//! Messaging transport seam for the omnioft simulator.
//!
//! Token endpoints never talk to each other directly: they hand an opaque
//! payload to a [`Transport`] and receive inbound payloads through
//! [`MessageReceiver`]. The trait is the boundary between endpoint logic
//! and delivery timing: the in-process [`MockEndpoint`] delivers
//! synchronously, a production transport would deliver asynchronously
//! behind the same interface.

use alloy_primitives::{Address, U256};
use async_trait::async_trait;
use omnioft_types::{CodecError, EndpointId, MessageReceipt, MessagingFee};

mod mock;

pub use mock::{FeeConfig, MockEndpoint};

/// Errors raised by a messaging endpoint.
#[derive(Debug, thiserror::Error)]
pub enum EndpointError {
    #[error("no destination endpoint configured for eid {eid}")]
    ChannelUnconfigured { eid: EndpointId },
    #[error("attached value {provided} is below the required native fee {required}")]
    InsufficientFee { required: U256, provided: U256 },
    #[error("fee-token payment is not supported by this endpoint")]
    ZroPaymentUnsupported,
    #[error("no receiver registered at {addr}")]
    ReceiverNotRegistered { addr: Address },
    #[error("out-of-order delivery: expected nonce {expected}, got {got}")]
    OutOfOrder { expected: u64, got: u64 },
    #[error("malformed remote path")]
    InvalidPath(#[from] CodecError),
    #[error("delivery to {addr} failed")]
    Delivery {
        addr: Address,
        #[source]
        source: anyhow::Error,
    },
}

/// Destination-side handler for inbound payloads.
///
/// Implemented by token endpoints and registered with their local
/// messaging endpoint. `src_path` is the sender-side path seen from the
/// receiver's perspective (source endpoint first).
#[async_trait]
pub trait MessageReceiver: Send + Sync {
    /// Address this receiver is reachable at on its own chain.
    fn local_address(&self) -> Address;

    async fn on_receive(
        &self,
        src_eid: EndpointId,
        src_path: &[u8],
        nonce: u64,
        payload: &[u8],
    ) -> anyhow::Result<()>;
}

/// Source-side message delivery.
#[async_trait]
pub trait Transport: Send + Sync {
    /// Endpoint id of the chain this transport sends from.
    fn eid(&self) -> EndpointId;

    /// Quotes the cost of relaying a payload of `payload_len` bytes.
    fn estimate_fee(
        &self,
        dst_eid: EndpointId,
        payload_len: usize,
        pay_in_zro: bool,
        adapter_params: &[u8],
    ) -> Result<MessagingFee, EndpointError>;

    /// Delivers `payload` to the remote endpoint named by `path`.
    ///
    /// `value` is the native currency attached by the caller; anything
    /// above the quoted fee is reported back as a refund.
    async fn send(
        &self,
        from: Address,
        dst_eid: EndpointId,
        path: &[u8],
        payload: Vec<u8>,
        refund_address: Address,
        value: U256,
    ) -> Result<MessageReceipt, EndpointError>;
}
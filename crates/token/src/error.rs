use alloy_primitives::{Address, U256};
use omnioft_endpoint::EndpointError;
use omnioft_types::{CodecError, EndpointId};

/// Errors raised by a token endpoint.
#[derive(Debug, thiserror::Error)]
pub enum TokenError {
    #[error("no trusted remote configured for eid {eid}")]
    NoTrustedRemote { eid: EndpointId },
    #[error("inbound message from untrusted source path on eid {eid}")]
    UntrustedSource { eid: EndpointId },
    #[error("deposit value {provided} does not match amount {expected}")]
    PaymentMismatch { expected: U256, provided: U256 },
    #[error("account {account} holds {balance}, needs {needed}")]
    InsufficientBalance {
        account: Address,
        balance: U256,
        needed: U256,
    },
    #[error("amount truncates to zero at the shared-decimal rate")]
    AmountTooSmall,
    #[error("escrow does not hold the inbound amount")]
    EscrowUnderflow,
    #[error("supply arithmetic overflow")]
    Overflow,
    #[error("shared decimals ({shared}) exceed local decimals ({local})")]
    InvalidDecimals { local: u8, shared: u8 },
    #[error("malformed transfer packet: {0}")]
    InvalidPacket(#[from] CodecError),
    #[error("malformed trusted path: {0}")]
    InvalidPath(CodecError),
    #[error(transparent)]
    Transport(#[from] EndpointError),
}
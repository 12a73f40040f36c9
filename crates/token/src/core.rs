//! Plumbing shared by both token flavors: trusted-remote configuration,
//! fee estimation, packet encode/decode and the transport hand-off.

use std::collections::HashMap;
use std::sync::Arc;

use alloy_primitives::{Address, B256, U256};
use tokio::sync::RwLock;
use tracing::debug;

use omnioft_endpoint::{EndpointError, Transport};
use omnioft_types::{
    conversion_rate, from_shared, remove_dust, to_shared, CallParams, EndpointId, MessageReceipt,
    MessagingFee, TransferPacket, TrustedPath, PACKET_LEN,
};

use crate::TokenError;

pub struct OftCore {
    transport: Arc<dyn Transport>,
    address: Address,
    rate: U256,
    trusted_remotes: RwLock<HashMap<EndpointId, TrustedPath>>,
}

impl OftCore {
    pub fn new(
        transport: Arc<dyn Transport>,
        address: Address,
        local_decimals: u8,
        shared_decimals: u8,
    ) -> Result<Self, TokenError> {
        if shared_decimals > local_decimals {
            return Err(TokenError::InvalidDecimals {
                local: local_decimals,
                shared: shared_decimals,
            });
        }
        Ok(Self {
            transport,
            address,
            rate: conversion_rate(local_decimals, shared_decimals),
            trusted_remotes: RwLock::new(HashMap::new()),
        })
    }

    /// Address this endpoint is reachable at on its own chain.
    pub fn address(&self) -> Address {
        self.address
    }

    /// Authorizes the byte-packed (remote, local) path for `eid`.
    pub async fn set_trusted_remote(&self, eid: EndpointId, path: &[u8]) -> Result<(), TokenError> {
        let path = TrustedPath::decode(path).map_err(TokenError::InvalidPath)?;
        debug!(eid, %path, endpoint = %self.address, "trusted remote set");
        self.trusted_remotes.write().await.insert(eid, path);
        Ok(())
    }

    pub async fn trusted_path(&self, eid: EndpointId) -> Result<TrustedPath, TokenError> {
        self.trusted_remotes
            .read()
            .await
            .get(&eid)
            .copied()
            .ok_or(TokenError::NoTrustedRemote { eid })
    }

    /// Truncates dust and converts to wire units. Rejects amounts that
    /// vanish entirely at the shared-decimal rate.
    pub fn prepare_amount(&self, amount: U256) -> Result<(U256, u64), TokenError> {
        let dusted = remove_dust(amount, self.rate);
        if dusted.is_zero() {
            return Err(TokenError::AmountTooSmall);
        }
        let amount_sd = to_shared(dusted, self.rate)?;
        Ok((dusted, amount_sd))
    }

    pub fn estimate_send_fee(
        &self,
        dst_eid: EndpointId,
        _to: B256,
        _amount: U256,
        pay_in_zro: bool,
        adapter_params: &[u8],
    ) -> Result<MessagingFee, TokenError> {
        Ok(self
            .transport
            .estimate_fee(dst_eid, PACKET_LEN, pay_in_zro, adapter_params)?)
    }

    /// Encodes a transfer packet and hands it to the transport along the
    /// trusted path for `dst_eid`.
    pub async fn send_packet(
        &self,
        dst_eid: EndpointId,
        to: B256,
        amount_sd: u64,
        params: &CallParams,
        value: U256,
    ) -> Result<MessageReceipt, TokenError> {
        if params.zro_payment_address.is_some() {
            return Err(EndpointError::ZroPaymentUnsupported.into());
        }
        let path = self.trusted_path(dst_eid).await?;
        let payload = TransferPacket { to, amount_sd }.encode();
        let receipt = self
            .transport
            .send(
                self.address,
                dst_eid,
                &path.encode(),
                payload,
                params.refund_address,
                value,
            )
            .await?;
        Ok(receipt)
    }

    /// Validates that an inbound message arrived along the configured
    /// trusted path for its source chain.
    pub async fn verify_inbound(
        &self,
        src_eid: EndpointId,
        src_path: &[u8],
    ) -> Result<(), TokenError> {
        let configured = self
            .trusted_path(src_eid)
            .await
            .map_err(|_| TokenError::UntrustedSource { eid: src_eid })?;
        let delivered = TrustedPath::decode(src_path).map_err(TokenError::InvalidPath)?;
        if delivered != configured {
            return Err(TokenError::UntrustedSource { eid: src_eid });
        }
        Ok(())
    }

    /// Decodes an inbound packet into its recipient and local-unit amount.
    pub fn decode_inbound(&self, payload: &[u8]) -> Result<(Address, U256), TokenError> {
        let packet = TransferPacket::decode(payload)?;
        Ok((packet.recipient(), from_shared(packet.amount_sd, self.rate)))
    }
}
//! In-process mock endpoint.
//!
//! Stands in for the production messaging infrastructure during tests and
//! demos: delivery happens synchronously within the caller's execution
//! context, in order, with per-channel nonce bookkeeping. A channel is
//! unconfigured until [`MockEndpoint::set_dest_endpoint`] registers the
//! destination; sends to an unconfigured channel are rejected.

use std::collections::HashMap;
use std::sync::{Arc, Weak};

use alloy_primitives::{Address, U256};
use async_trait::async_trait;
use tokio::sync::RwLock;
use tracing::{debug, info};

use omnioft_types::{EndpointId, MessageReceipt, MessagingFee, TrustedPath};

use crate::{EndpointError, MessageReceiver, Transport};

/// Relayer fee schedule used for fee quotes.
#[derive(Debug, Clone, Copy, PartialEq, Eq)]
pub struct FeeConfig {
    pub base_fee: U256,
    pub per_byte_fee: U256,
}

impl Default for FeeConfig {
    fn default() -> Self {
        Self {
            base_fee: U256::from(250_000_000_000_000u64),
            per_byte_fee: U256::from(10_000_000_000u64),
        }
    }
}

#[derive(Default)]
struct EndpointState {
    /// Remote token endpoint address -> endpoint instance on that chain.
    dest_endpoints: HashMap<Address, Arc<MockEndpoint>>,
    /// Local token endpoint address -> inbound handler. Held weakly so the
    /// endpoint does not keep dropped tokens alive.
    receivers: HashMap<Address, Weak<dyn MessageReceiver>>,
    /// Next-minus-one outbound nonce per (dst_eid, sender).
    outbound_nonce: HashMap<(EndpointId, Address), u64>,
    /// Last delivered inbound nonce per (src_eid, src_path).
    inbound_nonce: HashMap<(EndpointId, Vec<u8>), u64>,
}

/// Synchronous, in-order messaging endpoint for a single simulated chain.
pub struct MockEndpoint {
    eid: EndpointId,
    fees: FeeConfig,
    state: RwLock<EndpointState>,
}

impl MockEndpoint {
    pub fn new(eid: EndpointId) -> Arc<Self> {
        Self::with_fees(eid, FeeConfig::default())
    }

    pub fn with_fees(eid: EndpointId, fees: FeeConfig) -> Arc<Self> {
        Arc::new(Self {
            eid,
            fees,
            state: RwLock::new(EndpointState::default()),
        })
    }

    /// Moves the channel towards `remote_addr` from unconfigured to
    /// configured by registering the endpoint that serves it.
    pub async fn set_dest_endpoint(&self, remote_addr: Address, endpoint: Arc<MockEndpoint>) {
        debug!(
            eid = self.eid,
            dst_eid = endpoint.eid,
            remote = %remote_addr,
            "configuring destination endpoint"
        );
        self.state
            .write()
            .await
            .dest_endpoints
            .insert(remote_addr, endpoint);
    }

    /// Registers the inbound handler for a local token endpoint.
    pub async fn register_receiver(&self, receiver: Arc<dyn MessageReceiver>) {
        let addr = receiver.local_address();
        debug!(eid = self.eid, addr = %addr, "registering receiver");
        self.state
            .write()
            .await
            .receivers
            .insert(addr, Arc::downgrade(&receiver));
    }

    /// Destination-side half of a delivery: resolves the receiver, checks
    /// ordering and hands over the payload.
    async fn receive_payload(
        &self,
        src_eid: EndpointId,
        src_path: Vec<u8>,
        dst_addr: Address,
        nonce: u64,
        payload: Vec<u8>,
    ) -> Result<(), EndpointError> {
        let receiver = {
            let mut state = self.state.write().await;

            let expected = state
                .inbound_nonce
                .get(&(src_eid, src_path.clone()))
                .copied()
                .unwrap_or(0)
                + 1;
            if nonce != expected {
                return Err(EndpointError::OutOfOrder { expected, got: nonce });
            }
            state.inbound_nonce.insert((src_eid, src_path.clone()), nonce);

            state
                .receivers
                .get(&dst_addr)
                .and_then(Weak::upgrade)
                .ok_or(EndpointError::ReceiverNotRegistered { addr: dst_addr })?
        };

        receiver
            .on_receive(src_eid, &src_path, nonce, &payload)
            .await
            .map_err(|source| EndpointError::Delivery {
                addr: dst_addr,
                source,
            })
    }
}

#[async_trait]
impl Transport for MockEndpoint {
    fn eid(&self) -> EndpointId {
        self.eid
    }

    fn estimate_fee(
        &self,
        _dst_eid: EndpointId,
        payload_len: usize,
        pay_in_zro: bool,
        _adapter_params: &[u8],
    ) -> Result<MessagingFee, EndpointError> {
        if pay_in_zro {
            return Err(EndpointError::ZroPaymentUnsupported);
        }
        let native_fee = self.fees.base_fee + self.fees.per_byte_fee * U256::from(payload_len);
        Ok(MessagingFee {
            native_fee,
            zro_fee: U256::ZERO,
        })
    }

    async fn send(
        &self,
        from: Address,
        dst_eid: EndpointId,
        path: &[u8],
        payload: Vec<u8>,
        refund_address: Address,
        value: U256,
    ) -> Result<MessageReceipt, EndpointError> {
        let fee = self.estimate_fee(dst_eid, payload.len(), false, &[])?;
        if value < fee.native_fee {
            return Err(EndpointError::InsufficientFee {
                required: fee.native_fee,
                provided: value,
            });
        }

        let path = TrustedPath::decode(path)?;

        let (dest, nonce) = {
            let mut state = self.state.write().await;
            let dest = state
                .dest_endpoints
                .get(&path.remote)
                .cloned()
                .ok_or(EndpointError::ChannelUnconfigured { eid: dst_eid })?;
            let nonce = state
                .outbound_nonce
                .entry((dst_eid, from))
                .and_modify(|n| *n += 1)
                .or_insert(1);
            (dest, *nonce)
        };

        info!(
            src_eid = self.eid,
            dst_eid,
            nonce,
            from = %from,
            to = %path.remote,
            bytes = payload.len(),
            "relaying message"
        );

        // The receiver validates the channel from its own perspective, so
        // the delivered path lists the source endpoint first.
        let delivered_path = path.flipped().encode();
        dest.receive_payload(self.eid, delivered_path, path.remote, nonce, payload)
            .await?;

        Ok(MessageReceipt {
            nonce,
            native_fee: fee.native_fee,
            refund: value - fee.native_fee,
        })
    }
}
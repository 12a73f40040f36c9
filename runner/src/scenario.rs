//! The demo scenario: deposit at home, bridge out, bridge back, and check
//! supply conservation at every step.

use alloy_primitives::{Address, U256};
use anyhow::{ensure, Result};
use tracing::info;

use omnioft_endpoint::{FeeConfig, MockEndpoint};
use omnioft_token::{OmniToken, ProxyToken};
use omnioft_types::{CallParams, TrustedPath};

use crate::config::RunnerConfig;

pub async fn run(config: &RunnerConfig) -> Result<()> {
    let local_eid = config.chains.local_eid;
    let remote_eid = config.chains.remote_eid;
    let fees = FeeConfig {
        base_fee: U256::from(config.fees.base_fee_wei),
        per_byte_fee: U256::from(config.fees.per_byte_fee_wei),
    };

    let local_endpoint = MockEndpoint::with_fees(local_eid, fees);
    let remote_endpoint = MockEndpoint::with_fees(remote_eid, fees);

    let proxy_addr = Address::repeat_byte(0xa0);
    let oft_addr = Address::repeat_byte(0xb0);
    let alice = Address::repeat_byte(0x01);
    let bob = Address::repeat_byte(0x02);

    let proxy = ProxyToken::new(
        proxy_addr,
        config.token.local_decimals,
        config.token.shared_decimals,
        local_endpoint.clone(),
    )?;
    let oft = OmniToken::new(
        config.token.name.clone(),
        config.token.symbol.clone(),
        config.token.local_decimals,
        config.token.shared_decimals,
        oft_addr,
        remote_endpoint.clone(),
    )?;

    // Endpoint bookkeeping plus bidirectional trusted paths.
    local_endpoint
        .set_dest_endpoint(oft_addr, remote_endpoint.clone())
        .await;
    remote_endpoint
        .set_dest_endpoint(proxy_addr, local_endpoint.clone())
        .await;
    local_endpoint.register_receiver(proxy.clone()).await;
    remote_endpoint.register_receiver(oft.clone()).await;
    proxy
        .set_trusted_remote(remote_eid, &TrustedPath::new(oft_addr, proxy_addr).encode())
        .await?;
    oft.set_trusted_remote(local_eid, &TrustedPath::new(proxy_addr, oft_addr).encode())
        .await?;

    let amount = U256::from(config.scenario.amount_wei);
    info!(%amount, "topology wired, depositing at home");

    proxy.deposit(amount, alice, amount).await?;
    ensure!(proxy.balance_of(alice).await == amount, "deposit not credited");

    let bob32 = bob.into_word();
    let fee = proxy
        .estimate_send_fee(remote_eid, bob32, amount, false, &[])?
        .native_fee;
    info!(%fee, "bridging out alice -> bob");
    let receipt = proxy
        .send_from(alice, remote_eid, bob32, amount, CallParams::native(alice), fee)
        .await?;
    info!(nonce = receipt.nonce, "outbound delivered");

    ensure!(oft.total_supply().await == amount, "remote supply mismatch");
    ensure!(oft.balance_of(bob).await == amount, "bob not credited");
    ensure!(proxy.escrow().await == amount, "escrow mismatch");

    let alice32 = alice.into_word();
    let fee = oft
        .estimate_send_fee(local_eid, alice32, amount, false, &[])?
        .native_fee;
    info!(%fee, "bridging back bob -> alice");
    let receipt = oft
        .send_from(bob, local_eid, alice32, amount, CallParams::native(bob), fee)
        .await?;
    info!(nonce = receipt.nonce, "return delivered");

    ensure!(oft.total_supply().await.is_zero(), "remote supply not burned");
    ensure!(proxy.balance_of(alice).await == amount, "alice not restored");
    ensure!(proxy.escrow().await.is_zero(), "escrow not released");

    info!("round trip complete, supply conserved");
    Ok(())
}
//! Wire codec for the cross-chain transfer packet.
//!
//! Layout (big-endian, 41 bytes):
//! `packet_type u8 ++ to_address bytes32 ++ amount_sd u64`
//! The recipient is a left-padded 20-byte account address; the amount is
//! expressed in shared-decimal units.

use alloy_primitives::{Address, B256};

use crate::CodecError;

/// Packet type tag for a token transfer.
pub const PT_SEND: u8 = 0;

/// Encoded length of a transfer packet.
pub const PACKET_LEN: usize = 1 + 32 + 8;

/// A token transfer in flight between two endpoints.
///
/// Created at send time, consumed exactly once at the destination, never
/// persisted after delivery.
#[derive(Debug, Clone, Copy, PartialEq, Eq)]
pub struct TransferPacket {
    /// Destination account, left-padded to 32 bytes.
    pub to: B256,
    /// Amount in shared-decimal units.
    pub amount_sd: u64,
}

impl TransferPacket {
    pub fn new(to: Address, amount_sd: u64) -> Self {
        Self {
            to: to.into_word(),
            amount_sd,
        }
    }

    /// Destination account as a 20-byte address.
    pub fn recipient(&self) -> Address {
        Address::from_word(self.to)
    }

    pub fn encode(&self) -> Vec<u8> {
        let mut out = Vec::with_capacity(PACKET_LEN);
        out.push(PT_SEND);
        out.extend_from_slice(self.to.as_slice());
        out.extend_from_slice(&self.amount_sd.to_be_bytes());
        out
    }

    pub fn decode(bytes: &[u8]) -> Result<Self, CodecError> {
        if bytes.len() != PACKET_LEN {
            return Err(CodecError::PacketLength { got: bytes.len() });
        }
        if bytes[0] != PT_SEND {
            return Err(CodecError::UnknownPacketType(bytes[0]));
        }
        let to = B256::from_slice(&bytes[1..33]);
        let mut amount = [0u8; 8];
        amount.copy_from_slice(&bytes[33..41]);
        Ok(Self {
            to,
            amount_sd: u64::from_be_bytes(amount),
        })
    }
}
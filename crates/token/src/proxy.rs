//! Home-chain token endpoint: wraps the base asset 1:1 and escrows
//! outbound transfers in its own ledger entry instead of burning them.

use std::sync::Arc;

use alloy_primitives::{Address, B256, U256};
use async_trait::async_trait;
use tokio::sync::RwLock;
use tracing::info;

use omnioft_endpoint::{MessageReceiver, Transport};
use omnioft_types::{CallParams, EndpointId, MessageReceipt, MessagingFee};

use crate::{Ledger, OftCore, TokenError};

pub struct ProxyToken {
    core: OftCore,
    ledger: RwLock<Ledger>,
}

impl ProxyToken {
    pub fn new(
        address: Address,
        local_decimals: u8,
        shared_decimals: u8,
        transport: Arc<dyn Transport>,
    ) -> Result<Arc<Self>, TokenError> {
        Ok(Arc::new(Self {
            core: OftCore::new(transport, address, local_decimals, shared_decimals)?,
            ledger: RwLock::new(Ledger::default()),
        }))
    }

    pub fn address(&self) -> Address {
        self.core.address()
    }

    pub async fn balance_of(&self, account: Address) -> U256 {
        self.ledger.read().await.balance_of(&account)
    }

    pub async fn total_supply(&self) -> U256 {
        self.ledger.read().await.total_supply()
    }

    /// Tokens currently locked against bridged supply on other chains.
    pub async fn escrow(&self) -> U256 {
        self.balance_of(self.core.address()).await
    }

    /// Wraps the base asset: `value` is the attached native payment and
    /// must match `amount` exactly (1:1 accounting).
    pub async fn deposit(
        &self,
        amount: U256,
        recipient: Address,
        value: U256,
    ) -> Result<(), TokenError> {
        if value != amount {
            return Err(TokenError::PaymentMismatch {
                expected: amount,
                provided: value,
            });
        }
        self.ledger.write().await.mint(recipient, amount)?;
        info!(%recipient, %amount, "deposit wrapped");
        Ok(())
    }

    pub async fn set_trusted_remote(&self, eid: EndpointId, path: &[u8]) -> Result<(), TokenError> {
        self.core.set_trusted_remote(eid, path).await
    }

    pub fn estimate_send_fee(
        &self,
        dst_eid: EndpointId,
        to: B256,
        amount: U256,
        pay_in_zro: bool,
        adapter_params: &[u8],
    ) -> Result<MessagingFee, TokenError> {
        self.core
            .estimate_send_fee(dst_eid, to, amount, pay_in_zro, adapter_params)
    }

    /// Locks `amount` from `from` into the proxy's escrow and forwards a
    /// transfer packet to the trusted remote for `dst_eid`.
    pub async fn send_from(
        &self,
        from: Address,
        dst_eid: EndpointId,
        to: B256,
        amount: U256,
        params: CallParams,
        value: U256,
    ) -> Result<MessageReceipt, TokenError> {
        let (dusted, amount_sd) = self.core.prepare_amount(amount)?;
        let escrow = self.core.address();
        self.ledger.write().await.transfer(from, escrow, dusted)?;

        match self
            .core
            .send_packet(dst_eid, to, amount_sd, &params, value)
            .await
        {
            Ok(receipt) => {
                info!(
                    %from, dst_eid, amount = %dusted, nonce = receipt.nonce,
                    "escrowed and sent"
                );
                Ok(receipt)
            }
            Err(e) => {
                // The message never left; release the escrow back.
                // Returning what was just locked cannot fail.
                self.ledger.write().await.transfer(escrow, from, dusted).ok();
                Err(e)
            }
        }
    }
}

#[async_trait]
impl MessageReceiver for ProxyToken {
    fn local_address(&self) -> Address {
        self.core.address()
    }

    async fn on_receive(
        &self,
        src_eid: EndpointId,
        src_path: &[u8],
        nonce: u64,
        payload: &[u8],
    ) -> anyhow::Result<()> {
        self.core.verify_inbound(src_eid, src_path).await?;
        let (recipient, amount) = self.core.decode_inbound(payload)?;
        let escrow = self.core.address();
        self.ledger
            .write()
            .await
            .transfer(escrow, recipient, amount)
            .map_err(|e| match e {
                TokenError::InsufficientBalance { .. } => TokenError::EscrowUnderflow,
                other => other,
            })?;
        info!(src_eid, nonce, %recipient, %amount, "released from escrow");
        Ok(())
    }
}
use anyhow::Result;
use tracing::info;
use tracing_subscriber::EnvFilter;

mod config;
mod scenario;

use config::RunnerConfig;

#[tokio::main]
async fn main() -> Result<()> {
    // load environment variables
    dotenvy::dotenv().ok();

    tracing_subscriber::fmt()
        .with_env_filter(EnvFilter::try_from_default_env().unwrap_or_else(|_| EnvFilter::new("info")))
        .init();

    info!("starting the omnioft runner");

    let config = RunnerConfig::load()?;
    info!(
        local_eid = config.chains.local_eid,
        remote_eid = config.chains.remote_eid,
        token = config.token.symbol.as_str(),
        "configuration loaded"
    );

    scenario::run(&config).await
}
use std::collections::HashMap;

use alloy_primitives::{Address, U256};

use crate::TokenError;

/// Per-endpoint balance ledger with a total-supply aggregate.
///
/// Balances are non-negative by construction; every mutation either keeps
/// the supply fixed (transfer) or moves it in lockstep with a balance
/// (mint/burn).
#[derive(Debug, Default)]
pub struct Ledger {
    balances: HashMap<Address, U256>,
    total_supply: U256,
}

impl Ledger {
    pub fn balance_of(&self, account: &Address) -> U256 {
        self.balances.get(account).copied().unwrap_or(U256::ZERO)
    }

    pub fn total_supply(&self) -> U256 {
        self.total_supply
    }

    pub fn mint(&mut self, to: Address, amount: U256) -> Result<(), TokenError> {
        self.total_supply = self
            .total_supply
            .checked_add(amount)
            .ok_or(TokenError::Overflow)?;
        let balance = self.balances.entry(to).or_insert(U256::ZERO);
        *balance = balance.checked_add(amount).ok_or(TokenError::Overflow)?;
        Ok(())
    }

    pub fn burn(&mut self, from: Address, amount: U256) -> Result<(), TokenError> {
        self.debit(from, amount)?;
        self.total_supply -= amount;
        Ok(())
    }

    pub fn transfer(&mut self, from: Address, to: Address, amount: U256) -> Result<(), TokenError> {
        self.debit(from, amount)?;
        let balance = self.balances.entry(to).or_insert(U256::ZERO);
        *balance = balance.checked_add(amount).ok_or(TokenError::Overflow)?;
        Ok(())
    }

    fn debit(&mut self, from: Address, amount: U256) -> Result<(), TokenError> {
        let balance = self.balance_of(&from);
        let remaining = balance
            .checked_sub(amount)
            .ok_or(TokenError::InsufficientBalance {
                account: from,
                balance,
                needed: amount,
            })?;
        if remaining.is_zero() {
            self.balances.remove(&from);
        } else {
            self.balances.insert(from, remaining);
        }
        Ok(())
    }
}
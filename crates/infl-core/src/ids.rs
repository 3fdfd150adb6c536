//! Dense node identifier.
//!
//! Graphs are always relabeled to `0..N-1` at load time, so a `NodeId` is a
//! direct index into every per-node `Vec`.  The inner integer is `pub`, but
//! callers should prefer [`NodeId::index`] for clarity.

use std::fmt;

/// Index of a graph node.  Max ~4.3 billion nodes.
#[derive(Copy, Clone, PartialEq, Eq, Hash, PartialOrd, Ord, Debug)]
#[cfg_attr(feature = "serde", derive(serde::Serialize, serde::Deserialize))]
#[cfg_attr(feature = "serde", serde(transparent))]
pub struct NodeId(pub u32);

impl NodeId {
    /// Cast to `usize` for direct use as a `Vec` index.
    #[inline(always)]
    pub fn index(self) -> usize {
        self.0 as usize
    }
}

impl fmt::Display for NodeId {
    fn fmt(&self, f: &mut fmt::Formatter<'_>) -> fmt::Result {
        write!(f, "{}", self.0)
    }
}

impl From<NodeId> for usize {
    #[inline(always)]
    fn from(id: NodeId) -> usize {
        id.0 as usize
    }
}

- _TASK TO COMPLETE_: All that belongs in the answer is the lines from the start of the entries above through the line containing "receiver registered at", each given exactly.

- _TASK RESULT_:
//! Messaging transport seam for the omnioft simulator.
//!
//! Token endpoints never talk to each other directly: they hand an opaque
//! payload to a [`Transport`] and receive inbound payloads through
//! [`MessageReceiver`]. The trait is the boundary between endpoint logic
//! and delivery timing: the in-process [`MockEndpoint`] delivers
//! synchronously, a production transport would deliver asynchronously
//! behind the same interface.

use alloy_primitives::{Address, U256};
use async_trait::async_trait;
use omnioft_types::{CodecError, EndpointId, MessageReceipt, MessagingFee};

mod mock;

pub use mock::{FeeConfig, MockEndpoint};

/// Errors raised by a messaging endpoint.
#[derive(Debug, thiserror::Error)]
pub enum EndpointError {
    #[error("no destination endpoint configured for eid {eid}")]
    ChannelUnconfigured { eid: EndpointId },
    #[error("attached value {provided} is below the required native fee {required}")]
    InsufficientFee { required: U256, provided: U256 },
    #[error("fee-token payment is not supported by this endpoint")]
    ZroPaymentUnsupported,
    #[error("no receiver registered at {addr}")]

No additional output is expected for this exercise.